Building Consensus for Interoperable Subject Access across Communities

 

Susannah Wake
HILT Research Assistant
susannah.wake@strath.ac.uk

Dennis Nicholson
HILT Project Director
d.m.nicholson@strath.ac.uk

Center for Digital Library Research
http://cdlr.strath.ac.uk/
University of Strathclyde, Glasgow, UK.

Red Line

spacer

Abstract

This article provides an overview of the work carried out by the HILT Project <http://hilt.cdlr.strath.ac.uk> in making recommendations towards interoperable subject access, or cross-searching and browsing distributed services amongst the archives, libraries, museums and electronic services sectors. The article details consensus achieved at the 19 June 2001 HILT Workshop and discusses the HILT Stakeholder Survey.

1. The Problem

In 1999 Péter Jascó [1] wrote that "savvy searchers" are asking for direction. Three years later the scenario he describes, that of searchers cross-searching databases where the subject vocabulary used in each case is different, still rings true. Jascó states that, in many cases, databases do not offer the necessary aids required to use the "preferred terms of the subject-controlled vocabulary" [1]. The databases to which Jascó refers are Dialog and DataStar. However, the situation he describes applies as well to the area that HILT is researching: that of cross-searching and browsing by subject across databases and catalogues in archives, libraries, museums and online information services. So how does a user access information on a particular subject when it is indexed across a multitude of services under different, but quite often similar, subject terms? Also, if experienced searchers are having problems, what about novice searchers? As information professionals, it is our role to investigate such problems and recommend solutions.

Although there is no hard empirical evidence one way or another, HILT participants agree that the problem for users attempting to search across databases is real. There is a strong likelihood that users are disadvantaged by the use of different subject terminology combined with a multitude of different practices taking place within the archive, library, museums and online communities. Arguably, failure to address this problem of interoperability undermines the value of cross-searching and browsing facilities, and wastes public money because relevant resources are 'hidden' from searchers.
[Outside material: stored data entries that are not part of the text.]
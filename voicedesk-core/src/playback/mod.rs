//! Gapless playback scheduling on a virtual audio clock.
//!
//! ## Timeline
//!
//! ```text
//!   device clock ─────────●──────────────────────────────►
//!                        now
//!   units          [ u0 ][ u1 ][ u2 ]
//!                                    ▲
//!                              virtual clock
//! ```
//!
//! Each inbound chunk starts at `max(virtual_clock, now)` and the virtual
//! clock advances by the unit's duration as soon as it is scheduled, so
//! bursty arrivals still concatenate back to back. When playback has
//! stalled (`virtual_clock < now`) the next unit starts at `now` instead of
//! in the past.
//!
//! The scheduler never touches audio hardware itself. It hands every unit
//! to a [`PlaybackSink`], which also owns the device clock.

use std::collections::VecDeque;
use std::sync::atomic::{AtomicUsize, Ordering};

use tracing::debug;

use crate::buffering::chunk::AudioChunk;
use crate::codec::{decode_pcm16, i16_to_f32, EncodedChunk};
use crate::error::{Result, VoiceError};

/// A decoded chunk placed on the timeline.
#[derive(Debug, Clone, PartialEq)]
pub struct PlaybackUnit {
    pub id: u64,
    pub audio: AudioChunk,
    /// Start time on the device clock, in seconds.
    pub start: f64,
}

impl PlaybackUnit {
    pub fn duration(&self) -> f64 {
        self.audio.duration_secs()
    }

    pub fn end(&self) -> f64 {
        self.start + self.duration()
    }
}

/// Output device contract used by the session core.
pub trait PlaybackSink: Send {
    /// Device clock in seconds. Monotonic for the lifetime of the sink.
    fn current_time(&self) -> f64;

    /// Queue a unit for playback at `unit.start`.
    fn play(&mut self, unit: &PlaybackUnit);

    /// Silence everything queued or playing, immediately.
    fn stop_all(&mut self);

    /// Give the device back. Called once at session teardown.
    fn release(&mut self) {}
}

impl<S: PlaybackSink + ?Sized> PlaybackSink for Box<S> {
    fn current_time(&self) -> f64 {
        (**self).current_time()
    }

    fn play(&mut self, unit: &PlaybackUnit) {
        (**self).play(unit)
    }

    fn stop_all(&mut self) {
        (**self).stop_all()
    }

    fn release(&mut self) {
        (**self).release()
    }
}

#[derive(Debug, Default)]
pub struct PlaybackDiagnostics {
    pub units_scheduled: AtomicUsize,
    pub units_completed: AtomicUsize,
    pub units_flushed: AtomicUsize,
    /// Malformed inbound chunks that were skipped.
    pub decode_errors: AtomicUsize,
    /// Audio that arrived while the session was not live.
    pub chunks_ignored: AtomicUsize,
    pub interruptions: AtomicUsize,
}

impl PlaybackDiagnostics {
    pub fn reset(&self) {
        self.units_scheduled.store(0, Ordering::Relaxed);
        self.units_completed.store(0, Ordering::Relaxed);
        self.units_flushed.store(0, Ordering::Relaxed);
        self.decode_errors.store(0, Ordering::Relaxed);
        self.chunks_ignored.store(0, Ordering::Relaxed);
        self.interruptions.store(0, Ordering::Relaxed);
    }

    pub fn snapshot(&self) -> PlaybackSnapshot {
        PlaybackSnapshot {
            units_scheduled: self.units_scheduled.load(Ordering::Relaxed),
            units_completed: self.units_completed.load(Ordering::Relaxed),
            units_flushed: self.units_flushed.load(Ordering::Relaxed),
            decode_errors: self.decode_errors.load(Ordering::Relaxed),
            chunks_ignored: self.chunks_ignored.load(Ordering::Relaxed),
            interruptions: self.interruptions.load(Ordering::Relaxed),
        }
    }
}

#[derive(Debug, Clone, Copy, Default, PartialEq, Eq, serde::Serialize)]
#[serde(rename_all = "camelCase")]
pub struct PlaybackSnapshot {
    pub units_scheduled: usize,
    pub units_completed: usize,
    pub units_flushed: usize,
    pub decode_errors: usize,
    pub chunks_ignored: usize,
    pub interruptions: usize,
}

/// Registration of one unit in the active playback set.
#[derive(Debug, Clone, Copy, PartialEq)]
pub struct ScheduledSpan {
    pub id: u64,
    pub start: f64,
    pub end: f64,
}

/// Owns the virtual clock and the active playback set.
#[derive(Debug)]
pub struct PlaybackScheduler {
    sample_rate: u32,
    channels: u16,
    /// End of the last scheduled unit; 0 at session/turn start.
    next_start: f64,
    /// Ordered by start time; spans never overlap.
    active: VecDeque<ScheduledSpan>,
    next_id: u64,
}

impl PlaybackScheduler {
    pub fn new(sample_rate: u32, channels: u16) -> Self {
        Self {
            sample_rate,
            channels: channels.max(1),
            next_start: 0.0,
            active: VecDeque::new(),
            next_id: 0,
        }
    }

    /// Decode a chunk into normalised samples at the output format.
    ///
    /// # Errors
    /// `VoiceError::Decode` for invalid base64, an odd byte count, a sample
    /// count that does not divide into whole frames, or an empty chunk.
    pub fn decode(&self, chunk: &EncodedChunk) -> Result<AudioChunk> {
        let pcm = decode_pcm16(chunk)?;
        if pcm.is_empty() {
            return Err(VoiceError::Decode("empty audio chunk".into()));
        }
        if pcm.len() % self.channels as usize != 0 {
            return Err(VoiceError::Decode(format!(
                "{} samples do not fill {}-channel frames",
                pcm.len(),
                self.channels
            )));
        }
        let samples = pcm.into_iter().map(i16_to_f32).collect();
        Ok(AudioChunk::with_channels(
            samples,
            self.sample_rate,
            self.channels,
        ))
    }

    /// Decode and place one inbound chunk on the timeline.
    ///
    /// On error nothing is registered and the clock does not move.
    pub fn schedule(&mut self, chunk: &EncodedChunk, now: f64) -> Result<PlaybackUnit> {
        let audio = self.decode(chunk)?;
        let start = self.next_start.max(now);
        let unit = PlaybackUnit {
            id: self.next_id,
            audio,
            start,
        };
        self.next_id += 1;
        self.next_start = unit.end();
        self.active.push_back(ScheduledSpan {
            id: unit.id,
            start: unit.start,
            end: unit.end(),
        });
        debug!(
            unit_id = unit.id,
            start = unit.start,
            duration = unit.duration(),
            active = self.active.len(),
            "scheduled playback unit"
        );
        Ok(unit)
    }

    /// Deregister every unit whose audio has fully played by `now`.
    ///
    /// Returns how many units completed.
    pub fn reap(&mut self, now: f64) -> usize {
        let mut completed = 0;
        while let Some(front) = self.active.front() {
            if front.end > now {
                break;
            }
            self.active.pop_front();
            completed += 1;
        }
        completed
    }

    /// Clear the active set and reset the virtual clock to zero.
    ///
    /// Returns how many units were cut off.
    pub fn flush(&mut self) -> usize {
        let cut = self.active.len();
        self.active.clear();
        self.next_start = 0.0;
        cut
    }

    pub fn virtual_clock(&self) -> f64 {
        self.next_start
    }

    pub fn active_len(&self) -> usize {
        self.active.len()
    }

    pub fn is_idle(&self) -> bool {
        self.active.is_empty()
    }

    /// Audio still to be played after `now`, in seconds.
    pub fn pending_duration(&self, now: f64) -> f64 {
        self.active
            .iter()
            .filter(|s| s.end > now)
            .map(|s| s.end - s.start.max(now))
            .sum()
    }
}

#[cfg(test)]
mod tests {
    use super::*;
    use crate::codec::{encode_frame, AudioFrame};
    use approx::assert_abs_diff_eq;

    const RATE: u32 = 24_000;

    fn chunk_of(secs: f64) -> EncodedChunk {
        let n = (secs * RATE as f64).round() as usize;
        encode_frame(&AudioFrame::new(vec![1000; n], RATE))
    }

    #[test]
    fn first_unit_starts_now_and_successors_are_contiguous() {
        let mut sched = PlaybackScheduler::new(RATE, 1);
        let a = sched.schedule(&chunk_of(0.5), 3.0).unwrap();
        let b = sched.schedule(&chunk_of(0.25), 3.1).unwrap();
        let c = sched.schedule(&chunk_of(0.5), 3.2).unwrap();

        assert_abs_diff_eq!(a.start, 3.0);
        assert_eq!(b.start, a.end());
        assert_eq!(c.start, b.end());
        assert_abs_diff_eq!(sched.virtual_clock(), 4.25, epsilon = 1e-9);
    }

    #[test]
    fn stalled_timeline_does_not_schedule_in_the_past() {
        let mut sched = PlaybackScheduler::new(RATE, 1);
        sched.schedule(&chunk_of(0.5), 0.0).unwrap();
        // Next chunk arrives long after the first finished.
        let late = sched.schedule(&chunk_of(0.5), 2.0).unwrap();
        assert_abs_diff_eq!(late.start, 2.0);
        assert_abs_diff_eq!(sched.virtual_clock(), 2.5, epsilon = 1e-9);
    }

    #[test]
    fn pending_duration_matches_clock_minus_now() {
        let mut sched = PlaybackScheduler::new(RATE, 1);
        for _ in 0..4 {
            sched.schedule(&chunk_of(0.3), 1.0).unwrap();
        }
        for now in [1.0, 1.1, 1.45, 2.0, 2.19] {
            let expected = (sched.virtual_clock() - now).max(0.0);
            assert_abs_diff_eq!(sched.pending_duration(now), expected, epsilon = 1e-9);
        }
    }

    #[test]
    fn spans_never_overlap() {
        let mut sched = PlaybackScheduler::new(RATE, 1);
        let arrivals = [0.0, 0.01, 0.02, 1.7, 1.71, 5.0];
        let lengths = [0.2, 0.5, 0.1, 0.3, 0.3, 0.05];
        for (now, len) in arrivals.iter().zip(lengths) {
            sched.schedule(&chunk_of(len), *now).unwrap();
        }
        let spans: Vec<_> = sched.active.iter().copied().collect();
        for pair in spans.windows(2) {
            assert!(pair[0].end <= pair[1].start, "{:?} overlaps {:?}", pair[0], pair[1]);
        }
    }

    #[test]
    fn reap_deregisters_only_finished_units() {
        let mut sched = PlaybackScheduler::new(RATE, 1);
        sched.schedule(&chunk_of(0.5), 0.0).unwrap();
        sched.schedule(&chunk_of(0.5), 0.0).unwrap();

        assert_eq!(sched.reap(0.49), 0);
        assert_eq!(sched.reap(0.5), 1);
        assert_eq!(sched.active_len(), 1);
        assert_eq!(sched.reap(2.0), 1);
        assert!(sched.is_idle());
        // Reaping does not rewind the clock.
        assert_abs_diff_eq!(sched.virtual_clock(), 1.0, epsilon = 1e-9);
    }

    #[test]
    fn flush_empties_set_and_zeroes_clock() {
        let mut sched = PlaybackScheduler::new(RATE, 1);
        sched.schedule(&chunk_of(0.5), 4.0).unwrap();
        sched.schedule(&chunk_of(0.5), 4.0).unwrap();

        assert_eq!(sched.flush(), 2);
        assert!(sched.is_idle());
        assert_eq!(sched.virtual_clock(), 0.0);

        // Next unit is placed relative to zero, i.e. at the device time.
        let next = sched.schedule(&chunk_of(0.5), 4.2).unwrap();
        assert_abs_diff_eq!(next.start, 4.2);
    }

    #[test]
    fn malformed_chunk_leaves_state_untouched() {
        let mut sched = PlaybackScheduler::new(RATE, 1);
        sched.schedule(&chunk_of(0.5), 0.0).unwrap();
        let before = sched.virtual_clock();

        let odd = crate::codec::encode_bytes(&[1, 2, 3]);
        assert!(sched.schedule(&odd, 0.1).is_err());
        assert!(sched.schedule(&EncodedChunk::from_wire("%%%"), 0.1).is_err());
        assert!(sched.schedule(&crate::codec::encode_bytes(&[]), 0.1).is_err());

        assert_eq!(sched.virtual_clock(), before);
        assert_eq!(sched.active_len(), 1);
    }

    #[test]
    fn decode_normalises_by_full_scale() {
        let sched = PlaybackScheduler::new(RATE, 1);
        let chunk = encode_frame(&AudioFrame::new(vec![16384, -32768, 0], RATE));
        let audio = sched.decode(&chunk).unwrap();
        assert_eq!(audio.samples, vec![0.5, -1.0, 0.0]);
        assert_eq!(audio.sample_rate, RATE);
    }

    #[test]
    fn stereo_decode_requires_whole_frames() {
        let sched = PlaybackScheduler::new(RATE, 2);
        let odd_frames = encode_frame(&AudioFrame::new(vec![1, 2, 3], RATE));
        assert!(sched.decode(&odd_frames).is_err());
        let ok = encode_frame(&AudioFrame::new(vec![1, 2, 3, 4], RATE));
        assert_eq!(sched.decode(&ok).unwrap().frames(), 2);
    }
}
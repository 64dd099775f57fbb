//! # voicedesk-core
//!
//! Real-time voice agent engine for an IT help desk.
//!
//! ## Architecture
//!
//! ```text
//! Microphone → AudioCapture → SPSC RingBuffer → CapturePipeline (spawn_blocking)
//!                                                    │ resample → frame → PCM16/base64
//!                                                    ▼
//!                                              OutboundQueue ──► Connector (WebSocket)
//!                                                                     │
//!                       TransportEvent (audio, interrupted, transcripts, close)
//!                                                                     ▼
//!   broadcast::Sender<SessionStatusEvent> ◄── SessionCore ──► PlaybackScheduler ──► OutputHandle
//!   broadcast::Sender<TranscriptEvent>    ◄──┘
//! ```
//!
//! The audio callbacks are zero-alloc. Heap work happens on the capture
//! thread and the session task.

#![forbid(unsafe_code)]
#![warn(clippy::all)]

pub mod audio;
pub mod buffering;
pub mod capture;
pub mod chat;
pub mod codec;
pub mod error;
pub mod ipc;
pub mod playback;
pub mod session;
pub mod tools;
pub mod transport;

// Convenience re-exports for downstream crates
pub use chat::{ChatBackend, ChatMessage, ChatRole, ChatSession, ChatTurn, GeminiChat};
pub use error::{Result, VoiceError};
pub use ipc::events::{SegmentKind, SessionStatusEvent, Speaker, TranscriptEvent};
pub use playback::{PlaybackScheduler, PlaybackSink};
pub use session::state::{Feedback, HapticPattern, SessionState, VisualCue};
pub use session::{CaptureSource, OutputTarget, SessionConfig, SessionOutcome, VoiceAgent};
pub use tools::{HelpdeskRequest, ToolCall, ToolSet};
pub use transport::live::LiveConnector;
pub use transport::memory::{MemoryConnector, MemoryPeer};
pub use transport::{Connector, LiveSetup, TransportEvent};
HILT is charged with analysing this broad problem through qualitative methods, with the main aim of presenting a set of recommendations on how to make it easier to cross-search and browse distributed services. Because this is a very large problem composed of many strands, HILT recognizes that any proposed solutions must address a host of issues. Recommended solutions must be affordable, sustainable, politically acceptable, useful, future-proof and international in scope. It also became clear to the HILT team that progress toward finding solutions to the interoperability problem could only be achieved through direct dialogue with other parties keen to solve this problem, and that the problem was as much about consensus building as it was about finding a solution.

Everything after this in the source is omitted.